===== Given information
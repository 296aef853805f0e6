// Cantilena audio post-processing.
//
// Two independently produced signals meet here: the backing track rendered
// from a MIDI file through a SoundFont, and the synthesized vocal. They
// arrive with different shapes, sample formats, sample rates and lengths.
// This crate brings both to mono f64 in [-1, 1], resamples the backing to the
// vocal's rate, matches lengths, applies per-track volume and peak-normalizes
// the sum.
//
// Architecture:
// - error.rs: `MixError`
// - buffer.rs: `RawAudio` / `SampleData` (arbitrary shape and format) and
//   `normalize_to_mono_float`
// - mix.rs: Length matching, peak normalization, two-track mixing
// - resample.rs: Sinc resampling via rubato with a linear fallback
// - wav.rs: WAV read/write via hound
// - render.rs: `RenderBackend` trait, the in-process and command-line
//   backends, and `render_backing_track` (first success wins)
// - soundfont.rs: Soundfont discovery over candidate paths
//
// Everything is synchronous and single-threaded.

pub mod buffer;
pub mod error;
pub mod mix;
pub mod render;
pub mod resample;
pub mod soundfont;
pub mod wav;

pub use buffer::{RawAudio, SampleData, normalize_to_mono_float};
pub use error::MixError;
pub use mix::{LengthMode, match_lengths, mix, mix_with_mode, normalize_peak, peak};
pub use render::{
    BackendKind, FluidSynthCli, RenderAttempt, RenderBackend, RenderedAudio, RustySynthBackend,
    TimidityCli, backends_for, render_backing_track,
};
pub use resample::{resample, resample_linear};
pub use soundfont::{default_soundfont_candidates, discover_soundfont, expand_home};
pub use wav::{read_wav, write_wav};
// Melody generation stage.
//
// `ContourMelodyGenerator` asks the suggestion service for one note and one
// duration per lyric unit. The answer is used only when both arrays cover
// every unit; otherwise the whole melody comes from the rule-based fallback:
//
// 1. Pitch pool: the mood's scale on the key's tonic, octaves 4 and 5.
// 2. Walk: start at the middle of the pool and step by `contour - 2` plus a
//    random -1/0/+1, clamped to the pool.
// 3. Durations: one beat scaled by stress, stretched at line ends.
//
// Whichever source is used, every note passes through the same assembly: a
// malformed name becomes the fallback pitch, the octave is clamped into the
// singable range, and a missing, non-positive or over-long duration becomes
// the fallback duration. The result always has exactly one `WordNotes` per unit.

use cantilena_llm::{CompletionRequest, TextSuggestionService, request_suggestion};
use cantilena_theory::{Pitch, PitchClass, melodic_contour, scale_notes};
use rand::rngs::StdRng;
use rand::{Rng, SeedableRng};
use regex::Regex;
use serde::Deserialize;
use serde_json::Value;
use std::sync::LazyLock;
use tracing::{debug, info, warn};

use crate::analysis::LyricAnalysis;
use crate::config::MelodyConfig;
use crate::error::ComposeError;
use crate::melody::{Melody, NoteEvent, WordNotes, validate_melody};

const SYSTEM_PROMPT: &str =
    "You are a music composer. Generate simple, singable melodies. Always respond with valid JSON.";

static NOTE_NAME: LazyLock<Regex> =
    LazyLock::new(|| Regex::new(r"^([A-Ga-g][#b]?)(\d)$").expect("note pattern is valid"));

pub trait MelodyGenerator {
    fn generate(&self, analysis: &LyricAnalysis) -> Result<Melody, ComposeError>;
}

/// Suggested notes. Entries are kept as raw JSON so one bad element only
/// costs that element.
#[derive(Debug, Clone, Default, Deserialize)]
#[serde(default)]
pub struct MelodySuggestion {
    pub notes: Vec<Value>,
    pub durations: Vec<Value>,
}

pub struct ContourMelodyGenerator<S> {
    service: S,
    config: MelodyConfig,
}

impl<S: TextSuggestionService> ContourMelodyGenerator<S> {
    pub fn new(service: S, config: MelodyConfig) -> Self {
        Self { service, config }
    }

    fn rng(&self) -> StdRng {
        match self.config.seed {
            Some(seed) => StdRng::seed_from_u64(seed),
            None => StdRng::from_os_rng(),
        }
    }

    fn prompt(analysis: &LyricAnalysis, count: usize) -> String {
        let key = analysis.key();
        let scale = analysis.emotional_tone.scale();
        let names = |octave: u8| {
            scale_notes(key.tonic, scale, octave)
                .into_iter()
                .map(|p| p.standard_name())
                .collect::<Vec<_>>()
                .join(", ")
        };
        format!(
            r#"Generate a simple melody for these lyrics.

Lyrics: {lyrics}
Number of words/characters: {count}
Mood: {mood}
Tempo: {tempo} BPM
Key: {key}
Style: {style}

Available notes (scale): {low}
Also available one octave higher: {high}

Generate EXACTLY {count} notes, one for each word/character.
Use notes from C3 to C6 range.
Format each note as: NoteName+Octave (e.g., C4, G4, E5)

Respond in JSON format:
{{
    "notes": ["C4", "E4", "G4", ...],
    "durations": [0.4, 0.3, 0.5, ...]
}}

Respond ONLY with the JSON object."#,
            lyrics = analysis.original_text,
            mood = analysis.emotional_tone.name(),
            tempo = analysis.suggested_tempo,
            key = analysis.suggested_key,
            style = analysis.suggested_style.name(),
            low = names(4),
            high = names(5),
        )
    }

    /// Rule-based notes and durations for every unit.
    fn rule_based(&self, analysis: &LyricAnalysis, count: usize) -> (Vec<Value>, Vec<Value>) {
        let key = analysis.key();
        let scale = analysis.emotional_tone.scale();
        let pool: Vec<Pitch> = [4, 5]
            .into_iter()
            .flat_map(|octave| scale_notes(key.tonic, scale, octave))
            .collect();
        if pool.is_empty() {
            return (Vec::new(), Vec::new());
        }

        let mut rng = self.rng();
        let last = pool.len() as i64 - 1;
        let mut position = (pool.len() / 2) as i64;
        let notes = melodic_contour(count, self.config.contour)
            .into_iter()
            .map(|value| {
                let step = value as i64 - 2 + rng.random_range(-1..=1);
                position = (position + step).clamp(0, last);
                Value::from(pool[position as usize].standard_name())
            })
            .collect();

        let beat = 60.0 / analysis.suggested_tempo.max(1) as f64;
        let syllables: Vec<_> = analysis.all_syllables().collect();
        let durations = (0..count)
            .map(|i| {
                let seconds = match syllables.get(i) {
                    Some(s) => {
                        let stressed = beat * (0.8 + 0.2 * s.stress_level as f64);
                        if s.is_line_end { stressed * 1.3 } else { stressed }
                    }
                    None => beat,
                };
                Value::from(round6(seconds))
            })
            .collect();
        (notes, durations)
    }

    fn fallback_pitch(&self) -> Pitch {
        self.config
            .fallback_pitch
            .parse()
            .unwrap_or(Pitch::note(PitchClass::C, 4))
    }

    /// Read one suggested note. Blank and "rest" are rests; anything that is
    /// not a letter, optional accidental and single-digit octave is replaced.
    fn format_note(&self, value: Option<&Value>) -> Pitch {
        let text = match value {
            Some(Value::String(s)) => s.trim(),
            Some(Value::Null) | None => "",
            Some(_) => return self.fallback_pitch(),
        };
        if text.is_empty() || text.eq_ignore_ascii_case("rest") {
            return Pitch::Rest;
        }
        let Some(caps) = NOTE_NAME.captures(text) else {
            debug!(note = text, "Malformed note, using fallback pitch");
            return self.fallback_pitch();
        };
        let Some(class) = PitchClass::parse(&caps[1]) else {
            return self.fallback_pitch();
        };
        let octave: u8 = caps[2].parse().unwrap_or(4);
        Pitch::note(class, octave).with_octave_clamped(self.config.min_octave, self.config.max_octave)
    }

    fn format_duration(&self, value: Option<&Value>) -> f64 {
        value
            .and_then(Value::as_f64)
            .filter(|d| d.is_finite() && *d > 0.0 && *d <= self.config.max_duration)
            .unwrap_or(self.config.fallback_duration)
    }
}

fn round6(value: f64) -> f64 {
    (value * 1e6).round() / 1e6
}

impl<S: TextSuggestionService> MelodyGenerator for ContourMelodyGenerator<S> {
    fn generate(&self, analysis: &LyricAnalysis) -> Result<Melody, ComposeError> {
        let count = analysis.word_list.len();
        info!(words = count, "Starting melody generation");

        let request = CompletionRequest::new(Self::prompt(analysis, count))
            .with_system(SYSTEM_PROMPT)
            .with_temperature(0.8);
        let suggestion = request_suggestion::<MelodySuggestion, _>(&self.service, &request)
            .validate(|s| {
                if s.notes.len() >= count && s.durations.len() >= count {
                    Ok(())
                } else {
                    Err(format!(
                        "expected {count} notes and durations, got {} and {}",
                        s.notes.len(),
                        s.durations.len()
                    ))
                }
            });
        let (notes, durations) = match suggestion.parsed() {
            Some(MelodySuggestion {
                mut notes,
                mut durations,
            }) => {
                notes.truncate(count);
                durations.truncate(count);
                (notes, durations)
            }
            None => {
                warn!("Using rule-based melody generation");
                self.rule_based(analysis, count)
            }
        };

        let word_notes = analysis
            .word_list
            .iter()
            .enumerate()
            .map(|(i, word)| WordNotes {
                word: word.clone(),
                word_index: i,
                notes: vec![NoteEvent::new(
                    self.format_note(notes.get(i)),
                    self.format_duration(durations.get(i)),
                    i,
                )],
            })
            .collect();
        let melody = Melody {
            word_notes,
            tempo: analysis.suggested_tempo,
            key_signature: analysis.suggested_key.clone(),
            time_signature: analysis.suggested_time_signature.clone(),
        };

        if let Err(e) = validate_melody(&melody, count) {
            warn!(error = %e, "Generated melody failed validation");
        }
        info!(
            notes = melody.note_count(),
            seconds = melody.total_duration(),
            "Melody complete"
        );
        Ok(melody)
    }
}

#[cfg(test)]
mod tests {
    use super::*;
    use crate::analysis::fixtures::analysis_for;
    use crate::analyzer::fakes::Scripted;
    use cantilena_llm::NoSuggestions;
    use cantilena_text::Language;
    use cantilena_theory::{EmotionalTone, Key, ScaleKind};

    fn seeded(seed: u64) -> MelodyConfig {
        MelodyConfig {
            seed: Some(seed),
            ..MelodyConfig::default()
        }
    }

    #[test]
    fn test_suggestion_is_truncated_and_cleaned() {
        let service = Scripted::new(
            r#"{"notes": ["E4", "g#5", "H2", "C8", "rest", "D4"],
                "durations": [0.5, -1, "x", 0.25, 0.3, 0.9]}"#,
        );
        let analysis = analysis_for("one two three four five", Language::English);
        assert_eq!(analysis.word_list.len(), 5);
        let melody = ContourMelodyGenerator::new(service, seeded(1))
            .generate(&analysis)
            .unwrap();

        let pitches: Vec<String> = melody.notes().map(|n| n.pitch.standard_name()).collect();
        assert_eq!(pitches, vec!["E4", "G#5", "C4", "C6", "rest"]);
        let durations: Vec<f64> = melody.notes().map(|n| n.duration).collect();
        assert_eq!(durations, vec![0.5, 0.4, 0.4, 0.25, 0.3]);
        assert_eq!(validate_melody(&melody, 5), Ok(()));
    }

    #[test]
    fn test_over_long_durations_are_replaced() {
        let service = Scripted::new(
            r#"{"notes": ["C4", "D4", "E4"], "durations": [3000000.0, 8.0, 1e308]}"#,
        );
        let analysis = analysis_for("小酒窝", Language::Chinese);
        let melody = ContourMelodyGenerator::new(service, seeded(1))
            .generate(&analysis)
            .unwrap();
        let durations: Vec<f64> = melody.notes().map(|n| n.duration).collect();
        assert_eq!(durations, vec![0.4, 8.0, 0.4]);
    }

    #[test]
    fn test_short_suggestion_falls_back_to_rules() {
        let service = Scripted::new(r#"{"notes": ["C4"], "durations": [0.5]}"#);
        let analysis = analysis_for("小酒窝长睫毛", Language::Chinese);
        let melody = ContourMelodyGenerator::new(service, seeded(3))
            .generate(&analysis)
            .unwrap();
        assert_eq!(melody.word_notes.len(), 6);

        let key = Key::parse("Am").unwrap();
        let pool: Vec<Pitch> = [4, 5]
            .into_iter()
            .flat_map(|o| scale_notes(key.tonic, ScaleKind::Minor, o))
            .collect();
        assert!(melody.notes().all(|n| pool.contains(&n.pitch)));
    }

    #[test]
    fn test_rule_based_durations() {
        let analysis = analysis_for("小酒窝", Language::Chinese);
        let melody = ContourMelodyGenerator::new(NoSuggestions::default(), seeded(0))
            .generate(&analysis)
            .unwrap();
        // 120 BPM: one beat is 0.5 s. Stress 3, 1, then 2 at the line end.
        let durations: Vec<f64> = melody.notes().map(|n| n.duration).collect();
        assert_eq!(durations, vec![0.7, 0.5, 0.78]);
    }

    #[test]
    fn test_same_seed_same_melody() {
        let mut analysis = analysis_for("one two three four five six seven eight", Language::English);
        analysis.emotional_tone = EmotionalTone::Joyful;
        let first = ContourMelodyGenerator::new(NoSuggestions::default(), seeded(42))
            .generate(&analysis)
            .unwrap();
        let second = ContourMelodyGenerator::new(NoSuggestions::default(), seeded(42))
            .generate(&analysis)
            .unwrap();
        assert_eq!(first, second);
        assert_eq!(first.word_notes.len(), analysis.word_list.len());
    }

    #[test]
    fn test_empty_analysis_gives_empty_melody() {
        let analysis = analysis_for("", Language::Chinese);
        let melody = ContourMelodyGenerator::new(NoSuggestions::default(), seeded(0))
            .generate(&analysis)
            .unwrap();
        assert!(melody.word_notes.is_empty());
        assert_eq!(melody.tempo, 120);
    }

    #[test]
    fn test_prompt_lists_scale() {
        let analysis = analysis_for("la", Language::English);
        let prompt = ContourMelodyGenerator::<NoSuggestions>::prompt(&analysis, 1);
        assert!(prompt.contains("Generate EXACTLY 1 notes"));
        assert!(prompt.contains("A4, B4, C5"), "{prompt}");
        assert!(prompt.contains("A5, B5"));
    }
}
// Melodic contour shapes.
//
// A contour is a sequence of small non-negative integers, one per note. The
// melody generator subtracts 2 from each value and uses the result as a step
// through its pitch pool, so a value of 2 holds the current pitch, larger
// values climb and smaller values fall.

use serde::{Deserialize, Serialize};
use std::f64::consts::PI;

#[derive(Debug, Clone, Copy, PartialEq, Eq, Hash, Default, Serialize, Deserialize)]
#[serde(rename_all = "snake_case")]
pub enum ContourShape {
    #[default]
    Wave,
    Ascending,
    Descending,
    Arch,
    Flat,
}

impl ContourShape {
    pub fn parse(name: &str) -> Option<Self> {
        match name.trim().to_ascii_lowercase().as_str() {
            "wave" => Some(ContourShape::Wave),
            "ascending" => Some(ContourShape::Ascending),
            "descending" => Some(ContourShape::Descending),
            "arch" => Some(ContourShape::Arch),
            "flat" => Some(ContourShape::Flat),
            _ => None,
        }
    }
}

/// Contour values for `len` notes.
pub fn melodic_contour(len: usize, shape: ContourShape) -> Vec<i32> {
    (0..len)
        .map(|i| match shape {
            ContourShape::Wave => (2.0 * (i as f64 * PI / 4.0).sin() + 2.0).round() as i32,
            ContourShape::Ascending => (i % 5) as i32,
            ContourShape::Descending => ((len - i) % 5) as i32,
            ContourShape::Arch => i.min(len - 1 - i) as i32,
            ContourShape::Flat => 0,
        })
        .collect()
}

#[cfg(test)]
mod tests {
    use super::*;

    #[test]
    fn test_wave_values() {
        assert_eq!(
            melodic_contour(9, ContourShape::Wave),
            vec![2, 3, 4, 3, 2, 1, 0, 1, 2]
        );
    }

    #[test]
    fn test_linear_shapes() {
        assert_eq!(melodic_contour(6, ContourShape::Ascending), vec![0, 1, 2, 3, 4, 0]);
        assert_eq!(melodic_contour(6, ContourShape::Descending), vec![1, 0, 4, 3, 2, 1]);
        assert_eq!(melodic_contour(5, ContourShape::Arch), vec![0, 1, 2, 1, 0]);
        assert_eq!(melodic_contour(3, ContourShape::Flat), vec![0, 0, 0]);
    }

    #[test]
    fn test_empty_contour() {
        for shape in [
            ContourShape::Wave,
            ContourShape::Ascending,
            ContourShape::Descending,
            ContourShape::Arch,
            ContourShape::Flat,
        ] {
            assert!(melodic_contour(0, shape).is_empty());
        }
    }

    #[test]
    fn test_parse_shape() {
        assert_eq!(ContourShape::parse("Arch"), Some(ContourShape::Arch));
        assert_eq!(ContourShape::parse("zigzag"), None);
    }
}
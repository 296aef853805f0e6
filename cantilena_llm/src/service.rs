// Suggestion service interface.

use thiserror::Error;

/// One completion call: a user prompt, an optional system prompt and a
/// sampling temperature.
#[derive(Debug, Clone, PartialEq)]
pub struct CompletionRequest {
    pub prompt: String,
    pub system_prompt: Option<String>,
    pub temperature: f32,
}

impl CompletionRequest {
    pub fn new(prompt: impl Into<String>) -> Self {
        Self {
            prompt: prompt.into(),
            system_prompt: None,
            temperature: 1.0,
        }
    }

    pub fn with_system(mut self, system_prompt: impl Into<String>) -> Self {
        self.system_prompt = Some(system_prompt.into());
        self
    }

    pub fn with_temperature(mut self, temperature: f32) -> Self {
        self.temperature = temperature;
        self
    }
}

/// Errors from a suggestion service.
#[derive(Debug, Error)]
pub enum LlmError {
    #[error("suggestion service unavailable: {0}")]
    Unavailable(String),

    #[error("connection error: {0}")]
    Connection(String),

    #[error("request timeout")]
    Timeout,

    #[error("API error (status {status}): {message}")]
    Api { status: u16, message: String },

    #[error("invalid response: {0}")]
    InvalidResponse(String),
}

/// Something that answers a prompt with free text.
pub trait TextSuggestionService {
    /// Short name for logs.
    fn name(&self) -> &str;

    fn complete(&self, request: &CompletionRequest) -> Result<String, LlmError>;
}

impl<T: TextSuggestionService + ?Sized> TextSuggestionService for Box<T> {
    fn name(&self) -> &str {
        (**self).name()
    }

    fn complete(&self, request: &CompletionRequest) -> Result<String, LlmError> {
        (**self).complete(request)
    }
}

impl<T: TextSuggestionService + ?Sized> TextSuggestionService for std::sync::Arc<T> {
    fn name(&self) -> &str {
        (**self).name()
    }

    fn complete(&self, request: &CompletionRequest) -> Result<String, LlmError> {
        (**self).complete(request)
    }
}

/// Service used when no endpoint is configured. Every call fails with
/// `Unavailable`, which the callers turn into rule-based fallbacks.
#[derive(Debug, Clone, Default)]
pub struct NoSuggestions {
    reason: String,
}

impl NoSuggestions {
    pub fn new(reason: impl Into<String>) -> Self {
        Self {
            reason: reason.into(),
        }
    }
}

impl TextSuggestionService for NoSuggestions {
    fn name(&self) -> &str {
        "none"
    }

    fn complete(&self, _request: &CompletionRequest) -> Result<String, LlmError> {
        let reason = if self.reason.is_empty() {
            "no suggestion service configured".to_string()
        } else {
            self.reason.clone()
        };
        Err(LlmError::Unavailable(reason))
    }
}

#[cfg(test)]
mod tests {
    use super::*;

    #[test]
    fn test_request_builder() {
        let req = CompletionRequest::new("hi")
            .with_system("be brief")
            .with_temperature(0.5);
        assert_eq!(req.prompt, "hi");
        assert_eq!(req.system_prompt.as_deref(), Some("be brief"));
        assert_eq!(req.temperature, 0.5);
    }

    #[test]
    fn test_no_suggestions_is_unavailable() {
        let service = NoSuggestions::new("LLM_API_KEY not set");
        let err = service.complete(&CompletionRequest::new("x")).unwrap_err();
        assert!(matches!(err, LlmError::Unavailable(ref r) if r == "LLM_API_KEY not set"));
        let boxed: Box<dyn TextSuggestionService> = Box::new(NoSuggestions::default());
        assert!(boxed.complete(&CompletionRequest::new("x")).is_err());
    }
}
==========
§ Exercise objective:
Your reply should hold every line from the data that contains "English", copied in full.

§ Completed exercise:
        let analysis = analysis_for("one two three four five", Language::English);
        let mut analysis = analysis_for("one two three four five six seven eight", Language::English);
        let analysis = analysis_for("la", Language::English);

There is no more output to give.